Anti-La (SS-B) but not anti-Ro52 (SS-A) antibodies cross-react with laminin—a role in the pathogenesis of congenital heart block?

Abstract

SUMMARY: Cross-reactions between maternally derived autoantibodies and fetal cardiac antigens have been postulated to play a role in the pathogenesis of congenital heart block (CHB). We have explored the cross-reactivity of autoantibodies to the small ribonuclear autoantigens, La/SS-B and Ro/SS-A, with laminin, the major component of cardiac sarcolemmal membrane using affinity-purified antibodies from patients with Sjögren's syndrome (SS). Anti-La antibodies purified from eight of 10 patients cross-reacted significantly with mouse laminin by ELISA. In contrast, purified antibodies to Ro52 from the same 10 patients showed little or no binding to laminin. Laminin inhibited up to 70% binding of anti-La antibodies to La antigen, and La inhibited up to 65% binding of anti-La antibodies to laminin. The cross-reaction was further examined on cryosections of 10 human fetal hearts aged from 8·7 to 14·9 weeks of gestation, two normal adult hearts, and one pathological adult heart with a diagnosis of dilated cardiomyopathy. Anti-Ro52 antibodies did not bind to the surface of cardiac cells.

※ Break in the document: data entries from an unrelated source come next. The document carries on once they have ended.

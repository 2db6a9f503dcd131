//!
//! Line searches along an ascent direction
//!
//! Both searches only evaluate candidates; the caller decides whether to
//! replace its model by the returned one.
//!
//! `more_thuente` follows the safeguarded interval update of Moré and Thuente
//! (as used by liblbfgs), applied to the minimization of `-score`.
//!
use super::gradient::Gradient;
use crate::error::{Error, Result};
use crate::hmm::Model;
use crate::options::LineSearch;
use log::{debug, warn};

///
/// An improving candidate found by a line search
///
#[derive(Clone, Debug)]
pub struct LineSearchResult {
    pub model: Model,
    pub score: f64,
    pub step: f64,
    pub n_evaluations: usize,
}

///
/// evaluation failures that reject a trial step instead of aborting training
///
fn is_trial_failure<T>(r: &Result<T>) -> bool {
    matches!(r, Err(Error::Infinity(_)))
}

///
/// Exponential search: starting at `step`, halve until the score improves over
/// `score0`, then double while it keeps improving. The last improving
/// candidate is kept when a trial fails its health check.
///
/// Returns `None` if no improving step is found within `max_steps` evaluations.
///
pub fn exponential_search<F>(
    model: &Model,
    direction: &Gradient,
    score0: f64,
    step: f64,
    max_steps: usize,
    mut eval: F,
) -> Result<Option<LineSearchResult>>
where
    F: FnMut(&Model) -> Result<f64>,
{
    let mut best: Option<LineSearchResult> = None;
    let mut alpha = step;
    for n in 1..=max_steps {
        let candidate = model.apply_step(direction, alpha);
        let healthy = candidate.check_consistency(1e-6);
        let r = if healthy {
            eval(&candidate)
        } else {
            Err(Error::Infinity("inconsistent candidate".to_string()))
        };
        if r.is_err() && !is_trial_failure(&r) {
            return r.map(|_| None);
        }
        let improved = match (&r, &best) {
            (Ok(score), Some(b)) => *score > b.score,
            (Ok(score), None) => *score > score0,
            _ => false,
        };
        debug!("exponential search step={} score={:?} improved={}", alpha, r.as_ref().ok(), improved);
        if improved {
            best = Some(LineSearchResult {
                model: candidate,
                score: r.unwrap_or(score0),
                step: alpha,
                n_evaluations: n,
            });
            alpha *= 2.0;
        } else if best.is_some() {
            break;
        } else {
            alpha /= 2.0;
        }
    }
    Ok(best)
}

//
// Moré-Thuente
//

/// minimizer of the cubic interpolating (u, fu, du) and (v, fv, dv)
fn cubic_minimizer(u: f64, fu: f64, du: f64, v: f64, fv: f64, dv: f64) -> f64 {
    let d = v - u;
    let theta = (fu - fv) * 3.0 / d + du + dv;
    let s = theta.abs().max(du.abs()).max(dv.abs());
    let a = theta / s;
    let mut gamma = s * (a * a - (du / s) * (dv / s)).max(0.0).sqrt();
    if v < u {
        gamma = -gamma;
    }
    let p = gamma - du + theta;
    let q = gamma - du + gamma + dv;
    u + p / q * d
}

/// same as `cubic_minimizer`, falling back to the interval ends
fn cubic_minimizer2(u: f64, fu: f64, du: f64, v: f64, fv: f64, dv: f64, min: f64, max: f64) -> f64 {
    let d = v - u;
    let theta = (fu - fv) * 3.0 / d + du + dv;
    let s = theta.abs().max(du.abs()).max(dv.abs());
    let a = theta / s;
    let mut gamma = s * (a * a - (du / s) * (dv / s)).max(0.0).sqrt();
    if u < v {
        gamma = -gamma;
    }
    let p = gamma - dv + theta;
    let q = gamma - dv + gamma + du;
    let r = p / q;
    if r < 0.0 && gamma != 0.0 {
        v - r * d
    } else if a < 0.0 {
        max
    } else {
        min
    }
}

/// minimizer of the quadratic interpolating (u, fu, du) and (v, fv)
fn quadratic_minimizer(u: f64, fu: f64, du: f64, v: f64, fv: f64) -> f64 {
    let a = v - u;
    u + du / ((fu - fv) / a + du) / 2.0 * a
}

/// minimizer of the quadratic interpolating (u, du) and (v, dv)
fn quadratic_minimizer2(u: f64, du: f64, v: f64, dv: f64) -> f64 {
    let a = u - v;
    v + dv / (dv - du) * a
}

///
/// End point of the interval of uncertainty: step, function value and derivative
///
#[derive(Clone, Copy, Debug)]
struct Point {
    t: f64,
    f: f64,
    d: f64,
}

///
/// Update the interval `[x, y]` with the trial point `t` and return the next trial
///
fn update_trial_interval(
    x: &mut Point,
    y: &mut Point,
    t: Point,
    tmin: f64,
    tmax: f64,
    width_factor: f64,
    brackt: &mut bool,
) -> Option<f64> {
    let dsign = t.d * x.d.signum() < 0.0;
    if *brackt {
        if t.t <= x.t.min(y.t) || x.t.max(y.t) <= t.t {
            return None;
        }
        if 0.0 <= x.d * (t.t - x.t) || tmax < tmin {
            return None;
        }
    }

    let bound;
    let mut newt;
    if x.f < t.f {
        // higher function value: the minimum is bracketed
        *brackt = true;
        bound = true;
        let mc = cubic_minimizer(x.t, x.f, x.d, t.t, t.f, t.d);
        let mq = quadratic_minimizer(x.t, x.f, x.d, t.t, t.f);
        newt = if (mc - x.t).abs() < (mq - x.t).abs() {
            mc
        } else {
            mc + 0.5 * (mq - mc)
        };
    } else if dsign {
        // derivatives of opposite sign: the minimum is bracketed
        *brackt = true;
        bound = false;
        let mc = cubic_minimizer(x.t, x.f, x.d, t.t, t.f, t.d);
        let mq = quadratic_minimizer2(x.t, x.d, t.t, t.d);
        newt = if (mc - t.t).abs() > (mq - t.t).abs() {
            mc
        } else {
            mq
        };
    } else if t.d.abs() < x.d.abs() {
        // lower value, same sign, decreasing derivative magnitude
        bound = true;
        let mc = cubic_minimizer2(x.t, x.f, x.d, t.t, t.f, t.d, tmin, tmax);
        let mq = quadratic_minimizer2(x.t, x.d, t.t, t.d);
        newt = if *brackt {
            if (t.t - mc).abs() < (t.t - mq).abs() {
                mc
            } else {
                mq
            }
        } else if (t.t - mc).abs() > (t.t - mq).abs() {
            mc
        } else {
            mq
        };
    } else {
        bound = false;
        newt = if *brackt {
            cubic_minimizer(t.t, t.f, t.d, y.t, y.f, y.d)
        } else if x.t < t.t {
            tmax
        } else {
            tmin
        };
    }

    if x.f < t.f {
        *y = t;
    } else {
        if dsign {
            *y = *x;
        }
        *x = t;
    }

    if tmax < newt {
        newt = tmax;
    }
    if newt < tmin {
        newt = tmin;
    }
    if *brackt && bound {
        let mq = x.t + width_factor * (y.t - x.t);
        if x.t < y.t {
            newt = newt.min(mq);
        } else {
            newt = newt.max(mq);
        }
    }
    Some(newt)
}

const MIN_STEP: f64 = 1e-20;
const MAX_STEP: f64 = 1e20;
const XTOL: f64 = 1e-16;

///
/// Moré-Thuente search for a step satisfying the strong Wolfe conditions
///
/// ```text
/// f(a) >= f(0) + mu a f'(0)
/// |f'(a)| <= eta |f'(0)|
/// ```
///
/// `eval` returns the score of a candidate and its gradient; the directional
/// derivative is the gradient dotted with `direction`. `delta` is the minimal
/// shrink of the interval of uncertainty before bisecting.
///
/// When the evaluation budget runs out, the best improving candidate seen is
/// returned, or `None`.
///
pub fn more_thuente<F>(
    model: &Model,
    direction: &Gradient,
    score0: f64,
    gradient0: &Gradient,
    step: f64,
    params: &LineSearch,
    mut eval: F,
) -> Result<Option<LineSearchResult>>
where
    F: FnMut(&Model) -> Result<(f64, Gradient)>,
{
    // minimize phi(a) = -score along the direction
    let dginit = -gradient0.dot(direction);
    if dginit >= 0.0 {
        warn!("line search direction is not an ascent direction");
        return Ok(None);
    }
    let finit = -score0;
    let dgtest = params.mu * dginit;

    let mut stp = step.clamp(MIN_STEP, MAX_STEP);
    let mut brackt = false;
    let mut stage1 = true;
    let mut width = MAX_STEP - MIN_STEP;
    let mut prev_width = 2.0 * width;
    let mut x = Point {
        t: 0.0,
        f: finit,
        d: dginit,
    };
    let mut y = x;
    let mut interval_ok = true;
    let mut best: Option<LineSearchResult> = None;

    for count in 1..=params.max_steps {
        let (stmin, stmax) = if brackt {
            (x.t.min(y.t), x.t.max(y.t))
        } else {
            (x.t, stp + 4.0 * (stp - x.t))
        };
        stp = stp.clamp(MIN_STEP, MAX_STEP);
        if brackt && (stp <= stmin || stp >= stmax || !interval_ok || stmax - stmin <= XTOL * stmax) {
            stp = x.t;
        }

        let candidate = model.apply_step(direction, stp);
        let r = eval(&candidate);
        if r.is_err() && !is_trial_failure(&r) {
            return r.map(|_| None);
        }
        let (score, gradient) = match r {
            Ok(v) => v,
            Err(_) => {
                // no value beyond this step: shrink towards the best point
                debug!("line search trial at step {} failed", stp);
                stp = x.t + 0.5 * (stp - x.t);
                continue;
            }
        };
        let f = -score;
        let dg = -gradient.dot(direction);
        debug!("more-thuente step={} score={} derivative={}", stp, score, -dg);

        let ftest1 = finit + stp * dgtest;
        let result = LineSearchResult {
            model: candidate,
            score,
            step: stp,
            n_evaluations: count,
        };
        if f <= ftest1 && dg.abs() <= params.eta * (-dginit) {
            // strong Wolfe conditions hold
            return Ok(Some(result));
        }
        if score > score0 && best.as_ref().map_or(true, |b| score > b.score) {
            best = Some(result);
        }

        if brackt && (stp <= stmin || stmax <= stp || !interval_ok) {
            debug!("line search stopped by rounding errors");
            break;
        }
        if stp == MAX_STEP && f <= ftest1 && dg <= dgtest {
            break;
        }
        if stp == MIN_STEP && (ftest1 < f || dgtest <= dg) {
            break;
        }
        if brackt && stmax - stmin <= XTOL * stmax {
            break;
        }

        if stage1 && f <= ftest1 && params.mu.min(params.eta) * dginit <= dg {
            stage1 = false;
        }

        let trial = Point { t: stp, f, d: dg };
        let next = if stage1 && ftest1 < f && f <= x.f {
            // modified function values in the first stage
            let modify = |p: Point| Point {
                t: p.t,
                f: p.f - p.t * dgtest,
                d: p.d - dgtest,
            };
            let restore = |p: Point| Point {
                t: p.t,
                f: p.f + p.t * dgtest,
                d: p.d + dgtest,
            };
            let mut xm = modify(x);
            let mut ym = modify(y);
            let next = update_trial_interval(
                &mut xm,
                &mut ym,
                modify(trial),
                stmin,
                stmax,
                params.delta,
                &mut brackt,
            );
            x = restore(xm);
            y = restore(ym);
            next
        } else {
            update_trial_interval(&mut x, &mut y, trial, stmin, stmax, params.delta, &mut brackt)
        };
        match next {
            Some(t) => {
                interval_ok = true;
                stp = t;
            }
            None => interval_ok = false,
        }

        if brackt {
            if params.delta * prev_width <= (y.t - x.t).abs() {
                stp = x.t + 0.5 * (y.t - x.t);
            }
            prev_width = width;
            width = (y.t - x.t).abs();
        }
    }
    Ok(best)
}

However, anti-La antibodies from seven of 10 patients tested bound to the surface of fetal myocytes from hearts aged 9·4 to 14·9 weeks of gestation, and also to the myocytes from the pathological adult heart but not to normal adult hearts. Preincubation with La antigen abolished the binding of anti-La antibodies to the surface of adult heart myocytes with dilated cardiomyopathy, and pre-incubation with mouse laminin could partially block this binding. These results suggest that molecular mimicry between laminin and La, but not Ro52, may act as a target for specific maternal autoantibodies, and contribute to the pathogenesis of CHB at a critical stage during fetal cardiac development.